Exisiting copyright law is, as the author says, hard to use. Making those laws easier to use for blatant commercial violation is a good thing.

3pt14159 · on Sept 18, 2018

Fines should follow the money if they can't resolve on the party directly responsible. Advertisers can buy insurance and insurance companies can vet domains.

Semaphor · on Sept 18, 2018

How do they help? What the author is describing was illegal before and will be illegal after.

dragontamer · on Sept 18, 2018

It means you can sue Google for damages, so that Google's responsibility becomes to prevent copyright thefts. That way, you don't have to run around trying to chase down a phantom no-name dude on the internet.

And if you can keep the copyright-theft'd works off of Google, Bing, and other big name search engines... then you've basically won in this day and age.

--------

Yeah, its an extreme measure. But its pretty clear cut how Article 13 helps in this case. Link Tax (Article 11) may also play a role, but its less obvious IMO.

Semaphor · on Sept 19, 2018

> It means you can sue Google for damages, so that Google's responsibility becomes to prevent copyright thefts.

Nope. You can not. Google is not a content sharing platform which is what Article 13 is about.

You can do the same as before: Send a takedown request to google. Again, literally nothing changes here.

hyperpape · on Sept 18, 2018

This isn't something that I've seriously looked into myself, but I thought that in the past, Google had a way to tell them about your new articles, to avoid this problem. Does that no longer exist/work?

d2wa · on Sept 18, 2018

You can “ping” them about new articles (which I still do), but if other websites ping them within a few seconds/minutes than you basically have a race-condition trying to see how is indexed first. Notably, this is a bigger problem with Bing and Yandex who don’t have the capacity to index the web as quickly as Google does.

testplzignore · on Sept 18, 2018

For WordPress blogs, pings are sent immediately to ping servers. Google could reasonably crawl a new article within one second of the author clicking the publish button. So if you have automated pinging built into your blogging workflow, then there should be no problem. At least until high-frequency traders get involved in this market :)

hyperpape · on Sept 18, 2018

Is this just not a problem in practice, or is there some technical barrier I'm not thinking of here? I'm imagining a system where you say "hey Google, I'm about to post content X" that you do right before it goes live on your site. No race condition.

d2wa · on Sept 18, 2018

Only Yandex has something where you can inform them of upcoming articles/links before you publish. (As mentioned in the article.) https://yandex.com/support/webmaster/authored-texts/owners.h...

If you ping Bing or Google before you publish, they’ll get a 404 and will take that as a sign that there is no content there.
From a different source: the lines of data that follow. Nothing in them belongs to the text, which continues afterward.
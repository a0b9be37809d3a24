//! `overfetch seed` populates the database; `overfetch` runs the benchmarks.

use std::process::ExitCode;

fn main() -> ExitCode {
    env_logger::Builder::from_env(env_logger::Env::default().default_filter_or("info")).init();
    match overfetch::cli::cli() {
        Ok(code) => code,
        Err(err) => {
            log::error!("{err}");
            ExitCode::FAILURE
        }
    }
}
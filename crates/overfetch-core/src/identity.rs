//! Row identities.

use std::{fmt, str::FromStr};

use rusqlite::types::{FromSql, FromSqlError, FromSqlResult, ToSql, ToSqlOutput, ValueRef};
use serde::{Deserialize, Serialize};
use uuid::Uuid;

use crate::SchemaError;

/// Primary key of every wide-table row, stored as hyphenated lowercase text.
#[derive(Debug, Copy, Clone, PartialEq, Eq, Hash, PartialOrd, Ord, Serialize, Deserialize)]
#[serde(transparent)]
pub struct RecordId(Uuid);

/// The identity generated once per benchmark process and used to tag exactly
/// one row per width.
pub type RunIdentity = RecordId;

impl RecordId {
    /// Generates a fresh random (v4) identity.
    pub fn generate() -> Self {
        Self(Uuid::new_v4())
    }

    /// Builds an identity from 16 random bytes, setting the v4 version bits.
    pub fn from_random_bytes(bytes: [u8; 16]) -> Self {
        Self(uuid::Builder::from_random_bytes(bytes).into_uuid())
    }

    /// Returns the wrapped UUID.
    pub fn as_uuid(&self) -> &Uuid {
        &self.0
    }
}

impl From<Uuid> for RecordId {
    fn from(value: Uuid) -> Self {
        Self(value)
    }
}

impl fmt::Display for RecordId {
    fn fmt(&self, f: &mut fmt::Formatter<'_>) -> fmt::Result {
        write!(f, "{}", self.0.hyphenated())
    }
}

impl FromStr for RecordId {
    type Err = SchemaError;

    fn from_str(s: &str) -> Result<Self, Self::Err> {
        Ok(Self(Uuid::parse_str(s)?))
    }
}

impl ToSql for RecordId {
    fn to_sql(&self) -> rusqlite::Result<ToSqlOutput<'_>> {
        Ok(ToSqlOutput::from(self.to_string()))
    }
}

impl FromSql for RecordId {
    fn column_result(value: ValueRef<'_>) -> FromSqlResult<Self> {
        let text = value.as_str()?;
        Uuid::parse_str(text)
            .map(Self)
            .map_err(|e| FromSqlError::Other(Box::new(e)))
    }
}
//! Hand-written SQL strategy.

use overfetch_core::{RecordId, TableWidth, WideRecord};

use crate::{database::query_single, Database, OverfetchResult, QueryStrategy, StrategyKind};

/// Micro-mapper strategy: hand-written SQL, results mapped straight into
/// values with no metadata model or session state.
#[derive(Debug, Clone)]
pub struct SqlStrategy {
    database: Database,
}

impl SqlStrategy {
    /// A strategy over `database`.
    pub fn new(database: Database) -> Self {
        Self { database }
    }
}

impl QueryStrategy for SqlStrategy {
    fn kind(&self) -> StrategyKind {
        StrategyKind::Sql
    }

    fn fetch_full(&self, width: TableWidth, id: RecordId) -> OverfetchResult<String> {
        let conn = self.database.open_read_only()?;
        let sql = format!("SELECT * FROM {} WHERE Id = ?1", width.table_name());
        let record = query_single(&conn, &sql, width, id, |row| {
            Ok(WideRecord::from_row(width, row)?)
        })?;
        Ok(record.into_email())
    }

    fn fetch_projected(&self, width: TableWidth, id: RecordId) -> OverfetchResult<String> {
        let conn = self.database.open_read_only()?;
        let sql = format!("SELECT Email FROM {} WHERE Id = ?1", width.table_name());
        query_single(&conn, &sql, width, id, |row| Ok(row.get(0)?))
    }
}
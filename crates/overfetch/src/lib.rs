//! Micro-benchmark harness comparing full-row fetches against single-column
//! projections across table widths and data-access strategies.

pub mod cli;
pub mod config;
pub mod database;
pub mod mapped;
pub mod report;
pub mod runner;
pub mod seed;
pub mod sql;
pub mod strategy;

pub use config::{Config, DatabaseConfig, MeasurementConfig};
pub use database::Database;
pub use report::{LatencyStats, Outcome, Report};
pub use runner::Runner;
pub use seed::Seeder;
pub use strategy::{Operation, QueryStrategy, StrategyKind};

use overfetch_core::{RecordId, SchemaError};
use serde::{Deserialize, Serialize};
use strum::Display;
use thiserror::Error;

/// Convenience alias for results returned from harness operations.
pub type OverfetchResult<T> = Result<T, OverfetchError>;

/// Broad classification of [`OverfetchError`] values.
///
/// Whether an error is fatal depends on where it is raised, not on its kind:
/// anything raised before the matrix starts aborts the run, and anything
/// raised inside a cell (a storage error included) fails only that cell and
/// is reported with its kind.
#[derive(Debug, Copy, Clone, PartialEq, Eq, Display, Serialize, Deserialize)]
#[serde(rename_all = "kebab-case")]
#[strum(serialize_all = "kebab-case")]
pub enum ErrorKind {
    /// Storage or filesystem failure, such as a missing schema or a failed
    /// statement.
    Setup,
    /// A fetch did not observe exactly one matching row, or strategies
    /// disagreed about its contents.
    InvariantViolation,
    /// A width, strategy or setting outside the supported set was requested,
    /// or a row did not have the column count of its width.
    UnsupportedParameter,
}

/// Errors that can occur while seeding, querying or reporting.
#[derive(Error, Debug)]
pub enum OverfetchError {
    /// Wrapper around rusqlite errors.
    #[error("{0}")]
    SqliteError(#[from] rusqlite::Error),
    /// Wrapper around schema and record errors.
    #[error("{0}")]
    SchemaError(#[from] SchemaError),
    /// A wide table is absent from the database.
    #[error("table {0} does not exist (run `overfetch seed` first)")]
    MissingTable(String),
    /// A lookup by identity matched zero or several rows.
    #[error("expected exactly one row in {table} with Id {id}, found {found}")]
    NotExactlyOneRow {
        /// Table that was queried.
        table: String,
        /// Identity that was looked up.
        id: RecordId,
        /// Number of rows observed (capped at two).
        found: usize,
    },
    /// The full and projected fetches of the same row returned different emails.
    #[error("{table} row {id}: full fetch returned {full:?}, projected fetch returned {projected:?}")]
    EmailMismatch {
        /// Table that was queried.
        table: String,
        /// Identity that was looked up.
        id: RecordId,
        /// Email from the full-row fetch.
        full: String,
        /// Email from the projected fetch.
        projected: String,
    },
    /// A mapped entity was asked for a column it does not have.
    #[error("table {table} has no column {column}")]
    UnknownColumn {
        /// Table that was queried.
        table: String,
        /// Requested column.
        column: String,
    },
    /// A strategy name outside the supported set.
    #[error("unsupported strategy: {0} (expected one of orm, orm-no-tracking, sql)")]
    UnsupportedStrategy(String),
    /// Configuration values that cannot drive a benchmark.
    #[error("invalid configuration: {0}")]
    InvalidConfig(String),
    /// Failure writing report artifacts.
    #[error("{0}")]
    IoError(#[from] std::io::Error),
    /// Failure serializing the JSON report.
    #[error("{0}")]
    JsonError(#[from] serde_json::Error),
}

impl OverfetchError {
    /// Classifies the error.
    pub fn kind(&self) -> ErrorKind {
        match self {
            Self::SqliteError(_)
            | Self::MissingTable(_)
            | Self::IoError(_)
            | Self::JsonError(_) => ErrorKind::Setup,
            Self::SchemaError(err) => match err {
                SchemaError::UnsupportedWidth(_) | SchemaError::InvalidWidth(_) => {
                    ErrorKind::UnsupportedParameter
                }
                SchemaError::FillerCountMismatch { .. } => ErrorKind::UnsupportedParameter,
                SchemaError::SqliteError(_) => ErrorKind::Setup,
                SchemaError::EmptyEmail { .. } | SchemaError::InvalidIdentity(_) => {
                    ErrorKind::InvariantViolation
                }
            },
            Self::NotExactlyOneRow { .. } | Self::EmailMismatch { .. } => {
                ErrorKind::InvariantViolation
            }
            Self::UnknownColumn { .. } | Self::UnsupportedStrategy(_) | Self::InvalidConfig(_) => {
                ErrorKind::UnsupportedParameter
            }
        }
    }
}

/// Re-exports for the most common types.
pub mod prelude {
    pub use crate::{
        config::{Config, DatabaseConfig, MeasurementConfig},
        database::Database,
        report::{CellReport, LatencyStats, OperationResult, Outcome, Report},
        runner::Runner,
        seed::Seeder,
        strategy::{Operation, QueryStrategy, StrategyKind},
        ErrorKind, OverfetchError, OverfetchResult,
    };
    pub use overfetch_core::prelude::*;
}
They also will wait longer before trying to reindex a page that previously returned a 404.

DenisM · on Sept 18, 2018

Make a visible but unlisted URL, ping search engines, wait 5 minutes, list / link the URL from the home page of your site, publish the URL to RSS. Solves the 404 problem, doesn't it?

d2wa · on Sept 18, 2018

I experimented with this too. However, I found that just delaying the RSS feed produced the desired results.

hyperpape · on Sept 18, 2018

It seems to me that Yandex is doing the right thing.

Why does Google not do the same? It seems to me that it's their responsibility as a search engine to give authors tools to identify their work.

dazc · on Sept 18, 2018

You can get them crawl a new page in webmaster tools (or whatever name it has this week) and they will index with a few seconds - only if it's an established site though, doesn't work so well on new sites.

Of course, this doesn't prove your page has the original content though.

gingerlime · on Sept 18, 2018

I'm not sure even delaying things work unfortunately. At least if someone has strong ranking already, they can hijack your content[0]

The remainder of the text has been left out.